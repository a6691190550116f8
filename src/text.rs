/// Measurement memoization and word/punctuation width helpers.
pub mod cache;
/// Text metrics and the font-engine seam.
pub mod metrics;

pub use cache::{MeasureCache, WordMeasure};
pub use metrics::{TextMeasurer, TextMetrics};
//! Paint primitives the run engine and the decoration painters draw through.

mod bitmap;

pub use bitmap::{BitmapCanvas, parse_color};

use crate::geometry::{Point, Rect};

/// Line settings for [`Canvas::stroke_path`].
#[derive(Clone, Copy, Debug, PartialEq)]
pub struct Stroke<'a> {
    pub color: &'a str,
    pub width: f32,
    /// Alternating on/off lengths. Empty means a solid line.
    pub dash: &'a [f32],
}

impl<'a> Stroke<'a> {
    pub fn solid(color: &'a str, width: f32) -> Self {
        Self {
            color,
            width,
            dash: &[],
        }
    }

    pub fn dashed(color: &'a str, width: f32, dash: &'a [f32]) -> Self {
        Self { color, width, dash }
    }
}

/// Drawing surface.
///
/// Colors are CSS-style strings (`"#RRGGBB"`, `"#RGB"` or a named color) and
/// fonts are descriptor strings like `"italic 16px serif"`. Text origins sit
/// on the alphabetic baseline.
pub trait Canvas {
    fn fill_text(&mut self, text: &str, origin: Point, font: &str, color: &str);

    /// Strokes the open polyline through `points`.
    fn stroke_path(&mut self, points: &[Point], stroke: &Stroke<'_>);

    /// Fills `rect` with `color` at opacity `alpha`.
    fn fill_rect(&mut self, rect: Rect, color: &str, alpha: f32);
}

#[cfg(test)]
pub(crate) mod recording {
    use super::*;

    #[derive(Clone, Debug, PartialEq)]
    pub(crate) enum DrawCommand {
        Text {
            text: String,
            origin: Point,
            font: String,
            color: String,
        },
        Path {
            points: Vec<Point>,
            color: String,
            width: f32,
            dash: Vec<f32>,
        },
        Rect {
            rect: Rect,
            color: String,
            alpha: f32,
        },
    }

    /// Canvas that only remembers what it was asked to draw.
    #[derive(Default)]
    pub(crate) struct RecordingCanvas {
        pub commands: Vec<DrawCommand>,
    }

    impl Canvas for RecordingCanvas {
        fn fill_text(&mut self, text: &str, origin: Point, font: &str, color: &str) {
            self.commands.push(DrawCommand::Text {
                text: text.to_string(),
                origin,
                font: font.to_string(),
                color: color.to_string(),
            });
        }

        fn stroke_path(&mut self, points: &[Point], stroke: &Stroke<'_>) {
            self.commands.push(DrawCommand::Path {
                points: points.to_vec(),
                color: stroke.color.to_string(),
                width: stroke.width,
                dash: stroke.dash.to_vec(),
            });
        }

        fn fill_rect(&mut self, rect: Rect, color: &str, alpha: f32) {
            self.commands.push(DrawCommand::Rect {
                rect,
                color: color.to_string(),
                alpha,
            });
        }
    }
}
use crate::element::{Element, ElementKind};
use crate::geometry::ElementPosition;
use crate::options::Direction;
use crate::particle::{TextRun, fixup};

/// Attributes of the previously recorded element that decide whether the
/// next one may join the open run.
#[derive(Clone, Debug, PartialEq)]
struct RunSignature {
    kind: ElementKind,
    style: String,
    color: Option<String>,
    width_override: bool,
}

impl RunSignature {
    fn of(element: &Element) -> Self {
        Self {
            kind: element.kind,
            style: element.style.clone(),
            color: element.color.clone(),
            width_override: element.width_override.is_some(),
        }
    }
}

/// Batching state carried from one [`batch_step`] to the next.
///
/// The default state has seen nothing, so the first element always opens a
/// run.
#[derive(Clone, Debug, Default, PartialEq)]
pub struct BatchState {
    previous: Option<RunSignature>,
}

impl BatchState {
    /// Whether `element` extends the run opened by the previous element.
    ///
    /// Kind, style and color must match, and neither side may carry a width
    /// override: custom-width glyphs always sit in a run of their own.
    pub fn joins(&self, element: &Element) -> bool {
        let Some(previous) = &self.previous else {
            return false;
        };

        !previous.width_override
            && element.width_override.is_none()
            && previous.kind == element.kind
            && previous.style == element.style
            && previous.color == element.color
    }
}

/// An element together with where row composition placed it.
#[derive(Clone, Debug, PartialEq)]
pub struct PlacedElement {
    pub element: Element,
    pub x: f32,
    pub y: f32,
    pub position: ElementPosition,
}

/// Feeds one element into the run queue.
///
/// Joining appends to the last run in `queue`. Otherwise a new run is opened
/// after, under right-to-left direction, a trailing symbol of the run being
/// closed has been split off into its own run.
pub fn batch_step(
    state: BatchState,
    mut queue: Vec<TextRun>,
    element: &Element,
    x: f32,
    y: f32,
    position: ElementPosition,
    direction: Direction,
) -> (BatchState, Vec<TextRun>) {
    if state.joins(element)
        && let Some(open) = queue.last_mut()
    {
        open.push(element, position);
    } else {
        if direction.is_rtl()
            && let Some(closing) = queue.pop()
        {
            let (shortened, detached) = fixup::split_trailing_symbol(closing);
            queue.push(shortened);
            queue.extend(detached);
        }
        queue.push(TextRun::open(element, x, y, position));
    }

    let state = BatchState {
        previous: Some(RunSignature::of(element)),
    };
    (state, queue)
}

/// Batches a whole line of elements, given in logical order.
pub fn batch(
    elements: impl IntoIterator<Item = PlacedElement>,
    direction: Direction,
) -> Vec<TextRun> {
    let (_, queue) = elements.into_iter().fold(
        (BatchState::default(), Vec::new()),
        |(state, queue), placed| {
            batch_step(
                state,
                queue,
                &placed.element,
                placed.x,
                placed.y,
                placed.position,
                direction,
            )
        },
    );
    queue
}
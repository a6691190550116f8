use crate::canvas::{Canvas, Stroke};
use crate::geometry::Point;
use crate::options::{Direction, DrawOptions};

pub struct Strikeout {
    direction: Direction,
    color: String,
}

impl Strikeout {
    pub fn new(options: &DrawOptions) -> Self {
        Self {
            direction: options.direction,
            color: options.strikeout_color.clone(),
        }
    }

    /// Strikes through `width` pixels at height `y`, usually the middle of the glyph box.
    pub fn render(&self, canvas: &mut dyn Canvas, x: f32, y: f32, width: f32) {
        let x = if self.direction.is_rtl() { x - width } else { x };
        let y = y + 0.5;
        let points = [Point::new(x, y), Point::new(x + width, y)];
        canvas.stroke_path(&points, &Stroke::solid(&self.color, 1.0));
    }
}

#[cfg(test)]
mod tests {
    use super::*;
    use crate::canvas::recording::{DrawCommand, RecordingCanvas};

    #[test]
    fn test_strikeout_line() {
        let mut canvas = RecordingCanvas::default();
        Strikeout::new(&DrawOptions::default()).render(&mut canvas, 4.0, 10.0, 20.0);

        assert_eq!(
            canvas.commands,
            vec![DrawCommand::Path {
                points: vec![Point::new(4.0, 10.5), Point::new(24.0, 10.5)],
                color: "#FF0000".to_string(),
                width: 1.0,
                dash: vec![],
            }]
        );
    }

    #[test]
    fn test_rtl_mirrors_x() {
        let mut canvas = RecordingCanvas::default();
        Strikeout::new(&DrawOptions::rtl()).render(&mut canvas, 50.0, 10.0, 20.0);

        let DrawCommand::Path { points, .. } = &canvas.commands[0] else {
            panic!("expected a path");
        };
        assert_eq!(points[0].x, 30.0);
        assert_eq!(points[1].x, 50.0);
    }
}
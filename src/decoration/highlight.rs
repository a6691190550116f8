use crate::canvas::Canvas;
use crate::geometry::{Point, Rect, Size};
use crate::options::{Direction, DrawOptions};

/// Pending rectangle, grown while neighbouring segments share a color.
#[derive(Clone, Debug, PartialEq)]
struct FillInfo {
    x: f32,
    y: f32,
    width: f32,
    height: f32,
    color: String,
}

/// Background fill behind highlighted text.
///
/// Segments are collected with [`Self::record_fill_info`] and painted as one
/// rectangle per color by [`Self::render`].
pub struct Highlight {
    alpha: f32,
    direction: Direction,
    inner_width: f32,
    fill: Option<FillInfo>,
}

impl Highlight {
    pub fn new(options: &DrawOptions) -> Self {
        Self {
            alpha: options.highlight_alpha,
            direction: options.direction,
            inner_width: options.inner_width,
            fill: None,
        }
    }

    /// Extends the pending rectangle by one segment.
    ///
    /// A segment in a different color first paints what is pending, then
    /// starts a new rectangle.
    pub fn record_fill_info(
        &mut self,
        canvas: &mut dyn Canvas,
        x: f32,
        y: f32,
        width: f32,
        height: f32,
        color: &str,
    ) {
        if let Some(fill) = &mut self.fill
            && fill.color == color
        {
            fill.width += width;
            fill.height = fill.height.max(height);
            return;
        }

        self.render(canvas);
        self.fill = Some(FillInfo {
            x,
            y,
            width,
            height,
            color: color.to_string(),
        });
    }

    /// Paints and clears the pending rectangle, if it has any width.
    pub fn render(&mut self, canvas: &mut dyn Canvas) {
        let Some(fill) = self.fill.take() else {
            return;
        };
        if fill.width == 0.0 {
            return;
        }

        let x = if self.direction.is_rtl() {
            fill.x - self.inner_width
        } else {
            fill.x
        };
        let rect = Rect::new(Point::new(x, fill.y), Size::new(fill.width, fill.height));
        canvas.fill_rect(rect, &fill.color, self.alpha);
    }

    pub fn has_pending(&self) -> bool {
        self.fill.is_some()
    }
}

--------------------------------

About this task:
Return only the stretch of the material above from the line holding "decide whether the" through the line holding "let Some(previous) = &self.previous", copied exactly.

Expected answer:
/// Attributes of the previously recorded element that decide whether the
/// next one may join the open run.
#[derive(Clone, Debug, PartialEq)]
struct RunSignature {
    kind: ElementKind,
    style: String,
    color: Option<String>,
    width_override: bool,
}

impl RunSignature {
    fn of(element: &Element) -> Self {
        Self {
            kind: element.kind,
            style: element.style.clone(),
            color: element.color.clone(),
            width_override: element.width_override.is_some(),
        }
    }
}

/// Batching state carried from one [`batch_step`] to the next.
///
/// The default state has seen nothing, so the first element always opens a
/// run.
#[derive(Clone, Debug, Default, PartialEq)]
pub struct BatchState {
    previous: Option<RunSignature>,
}

impl BatchState {
    /// Whether `element` extends the run opened by the previous element.
    ///
    /// Kind, style and color must match, and neither side may carry a width
    /// override: custom-width glyphs always sit in a run of their own.
    pub fn joins(&self, element: &Element) -> bool {
        let Some(previous) = &self.previous else {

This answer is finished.